6 April 2016 | 1:58 pm | Dave Drayton

"If you ask any multicultural actor working in the States or Australia or New Zealand it's part and parcel..."

It was a monumental event in Australian television: after being introduced to Ramsay Street in 2011, Sachin Joab's character Ajay Kapoor — a lawyer of Indian and Sri Lankan heritage — became a regular character alongside his wife and daughter in the long-running soap Neighbours.

"Bringing an Indian family on as main cast members I thought was fantastic. Susan Bower, the producer who brought us on, brought a gay character onto the show as well and I thought she really has a vision for Australia and how it should be reflected on Australian TV, and it's that simple. I was really, really happy when that decision was made."

"She really has a vision for Australia and how it should be reflected on Australian TV, and it's that simple."

Despite the significance of the development and how it marked progress for multicultural representation on Australian screens, the addition of Joab's character to the regular cast was met with criticism from the show's more closed-minded fans.

Don't miss a beat with our FREE daily newsletter

"If you ask any multicultural actor working in the States or Australia or New Zealand it's part and parcel, it may very well be part of the career but it also is part of your life; if I wasn't an actor, if I was a tradesman or working in an office or whatever, I know that I would have had bad experiences when it comes to issues of race."

Now Joab is preparing to play another Kapoor, Amir, a Muslim American mergers-and-acquisitions lawyer at the centre of Akhtar's Pulitzer Prize-winning play Disgraced. Unlike the two legally leaning Kapoors, Joab was always heading for a careers in the arts. 

"People think if you're coming from an Asian or south Asian background, education is number one priority for a lot of parents and they may very well want you to study medicine or law or engineering but, for my case, I was raised by my mum and she was 100 per cent supportive of my natural gravitation towards track and field, acting, dance, singing and physical movement — be it martial arts or whatever. She was the type of person who would always say, 'Go after it!'"

In Disgraced, a dinner is hosted by Kapoor and his artist wife Emily, and attended by Kapoor's colleague Jory and her husband (and Emily's art dealer) Isaac, who is Jewish.

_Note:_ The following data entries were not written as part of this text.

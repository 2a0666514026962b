//! Command implementations.

pub mod products;
pub mod shipping;

use std::fs::File;
use std::io::{self, Write};
use std::path::Path;

use thiserror::Error;

use segishop_admin::api::{ApiError, SegishopClient};
use segishop_admin::config::{ApiConfig, ConfigError};
use segishop_core::import::ImportError;

/// Anything a command can fail with.
#[derive(Debug, Error)]
pub enum CliError {
    #[error("configuration error: {0}")]
    Config(#[from] ConfigError),

    #[error("API error: {0}")]
    Api(#[from] ApiError),

    #[error("{0}")]
    Import(#[from] ImportError),

    #[error("I/O error: {0}")]
    Io(#[from] io::Error),

    /// The command ran but did not fully succeed.
    #[error("{0}")]
    Incomplete(String),
}

/// Build the admin API client from the environment.
fn client() -> Result<SegishopClient, CliError> {
    let config = ApiConfig::from_env()?;
    tracing::debug!(api = %config.base_url, "Using Segishop API");
    Ok(SegishopClient::new(&config)?)
}

/// Write `body` to `output`, or to stdout when no path is given.
fn write_output(output: Option<&Path>, body: &str) -> Result<(), CliError> {
    match output {
        Some(path) => {
            let mut file = File::create(path)?;
            file.write_all(body.as_bytes())?;
            tracing::info!(path = %path.display(), bytes = body.len(), "Wrote file");
        }
        None => {
            let mut stdout = io::stdout().lock();
            stdout.write_all(body.as_bytes())?;
            stdout.flush()?;
        }
    }
    Ok(())
}
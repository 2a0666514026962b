//! Unified error handling with Sentry integration.
//!
//! Provides a unified `AppError` type that captures errors to Sentry before
//! responding to the client. Route handlers return `Result<T, AppError>`.

use askama::Template;
use axum::{
    http::StatusCode,
    response::{Html, IntoResponse, Response},
};
use thiserror::Error;

use crate::api::ApiError;
use crate::filters;

/// Application-level error type for the storefront.
#[derive(Debug, Error)]
pub enum AppError {
    /// Segishop API call failed.
    #[error("API error: {0}")]
    Api(#[from] ApiError),

    /// Session store could not be read or written.
    #[error("Session error: {0}")]
    Session(#[from] tower_sessions::session::Error),

    /// Resource not found.
    #[error("Not found: {0}")]
    NotFound(String),

    /// Bad request from client.
    #[error("Bad request: {0}")]
    BadRequest(String),

    /// Internal server error.
    #[error("Internal error: {0}")]
    Internal(String),
}

impl AppError {
    #[must_use]
    pub const fn status(&self) -> StatusCode {
        match self {
            Self::Api(ApiError::NotFound(_)) | Self::NotFound(_) => StatusCode::NOT_FOUND,
            Self::Api(ApiError::Rejected(_)) | Self::BadRequest(_) => StatusCode::BAD_REQUEST,
            Self::Api(ApiError::Unauthorized) => StatusCode::UNAUTHORIZED,
            Self::Api(_) => StatusCode::BAD_GATEWAY,
            Self::Session(_) | Self::Internal(_) => StatusCode::INTERNAL_SERVER_ERROR,
        }
    }

    /// Don't expose internal error details to clients.
    #[must_use]
    pub fn public_message(&self) -> String {
        match self {
            Self::Api(err) => err.user_message(),
            Self::Session(_) | Self::Internal(_) => "Internal server error".to_string(),
            Self::NotFound(what) => format!("{what} was not found."),
            Self::BadRequest(reason) => reason.clone(),
        }
    }
}

#[derive(Template)]
#[template(path = "error.html")]
struct ErrorTemplate {
    status: u16,
    message: String,
}

impl IntoResponse for AppError {
    fn into_response(self) -> Response {
        let status = self.status();

        // Capture server errors to Sentry
        if status.is_server_error() {
            let event_id = sentry::capture_error(&self);
            tracing::error!(
                error = %self,
                sentry_event_id = %event_id,
                "Request error"
            );
        }

        let page = ErrorTemplate {
            status: status.as_u16(),
            message: self.public_message(),
        };

        match page.render() {
            Ok(html) => (status, Html(html)).into_response(),
            Err(e) => {
                tracing::error!("Template render error: {}", e);
                (status, page.message).into_response()
            }
        }
    }
}

/// Result type alias for `AppError`.
pub type Result<T> = std::result::Result<T, AppError>;

/// Add a breadcrumb for shopper actions.
///
/// Breadcrumbs appear in Sentry error reports to show the trail of actions
/// leading up to an error.
///
/// # Example
///
/// ```rust,ignore
/// add_breadcrumb("cart", "Added to cart", Some(&[("product_id", "123")]));
/// ```
pub fn add_breadcrumb(category: &str, message: &str, data: Option<&[(&str, &str)]>) {
    let mut breadcrumb = sentry::Breadcrumb {
        category: Some(category.to_string()),
        message: Some(message.to_string()),
        level: sentry::Level::Info,
        ..Default::default()
    };

    if let Some(pairs) = data {
        for (key, value) in pairs {
            breadcrumb.data.insert(
                (*key).to_string(),
                serde_json::Value::String((*value).to_string()),
            );
        }
    }

    sentry::add_breadcrumb(breadcrumb);
}

#[cfg(test)]
#[allow(clippy::unwrap_used)]
mod tests {
    use super::*;

    #[test]
    fn test_app_error_display() {
        let err = AppError::NotFound("Product 123".to_string());
        assert_eq!(err.to_string(), "Not found: Product 123");

        let err = AppError::BadRequest("invalid input".to_string());
        assert_eq!(err.to_string(), "Bad request: invalid input");
    }

    #[test]
    fn test_app_error_status_codes() {
        fn get_status(err: AppError) -> StatusCode {
            let response = err.into_response();
            response.status()
        }

        assert_eq!(
            get_status(AppError::NotFound("test".to_string())),
            StatusCode::NOT_FOUND
        );
        assert_eq!(
            get_status(AppError::BadRequest("test".to_string())),
            StatusCode::BAD_REQUEST
        );
        assert_eq!(
            get_status(AppError::Api(ApiError::Parse("bad".to_string()))),
            StatusCode::BAD_GATEWAY
        );
        assert_eq!(
            get_status(AppError::Api(ApiError::NotFound("Product 9".to_string()))),
            StatusCode::NOT_FOUND
        );
        assert_eq!(
            get_status(AppError::Internal("test".to_string())),
            StatusCode::INTERNAL_SERVER_ERROR
        );
    }

    #[test]
    fn test_internal_details_are_hidden() {
        let err = AppError::Internal("pool exhausted at 10.0.0.3".to_string());
        assert_eq!(err.public_message(), "Internal server error");
    }
}
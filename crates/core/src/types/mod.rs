//! Core types for Segishop.
//!
//! This module provides type-safe wrappers for common domain concepts.

pub mod email;
pub mod id;
pub mod page;
pub mod price;
pub mod status;
pub mod timestamp;

pub use email::{Email, EmailError};
pub use id::*;
pub use page::{Page, PageRequest};
pub use price::{CurrencyCode, ExchangeRates, Price};
pub use status::*;
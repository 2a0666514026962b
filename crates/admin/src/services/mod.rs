//! Business logic services for admin.
//!
//! Services sit between route handlers and the API client. They borrow the
//! client as a trait object so the CLI and tests can drive them too.
//!
//! # Services
//!
//! - `zone_assignments` - Assign one shipping method to many zones
//! - `product_assignments` - Assign products to a shipping class
//! - `class_cost_form` - Create and edit shipping class costs
//! - `image_staging` - Deferred product image upload
//! - `product_import` - Product CSV import

pub mod class_cost_form;
pub mod image_staging;
pub mod product_assignments;
pub mod product_import;
pub mod zone_assignments;

pub use class_cost_form::{ClassCostFormService, CostForm, CostFormError, CostFormInput};
pub use image_staging::{ImageStaging, StagedImage};
pub use product_assignments::{
    ClassProductLists, ListQuery, PRODUCT_PAGE_SIZE, ProductAssignmentService,
};
pub use product_import::ProductImportService;
pub use zone_assignments::{AssignmentAction, AssignmentOutcome, ZoneAssignmentService};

So what relevance does the story of an ex-Muslim, an African American, a Jew and a WASP have for Australian audiences?

Joab mentions a critical examination that suggested it was unclear behind which of these characters Akhtar was hiding, where his bias lies. "He may be Amir, or somehow the character of Emily, or maybe a part of Isaac or Jory or even Hussein, the nephew of Amir, who changes his name to Abe. It really just depends on who you are and what perspective you're watching it from; from an Australian point of view it doesn't have to be the African American is the indigenous personality or the white American is the white Australian, it could be anyone, you know, Australian, New Zealand, England, America — these are all fairly multicultural countries so it resonates with people from a number of different perspectives."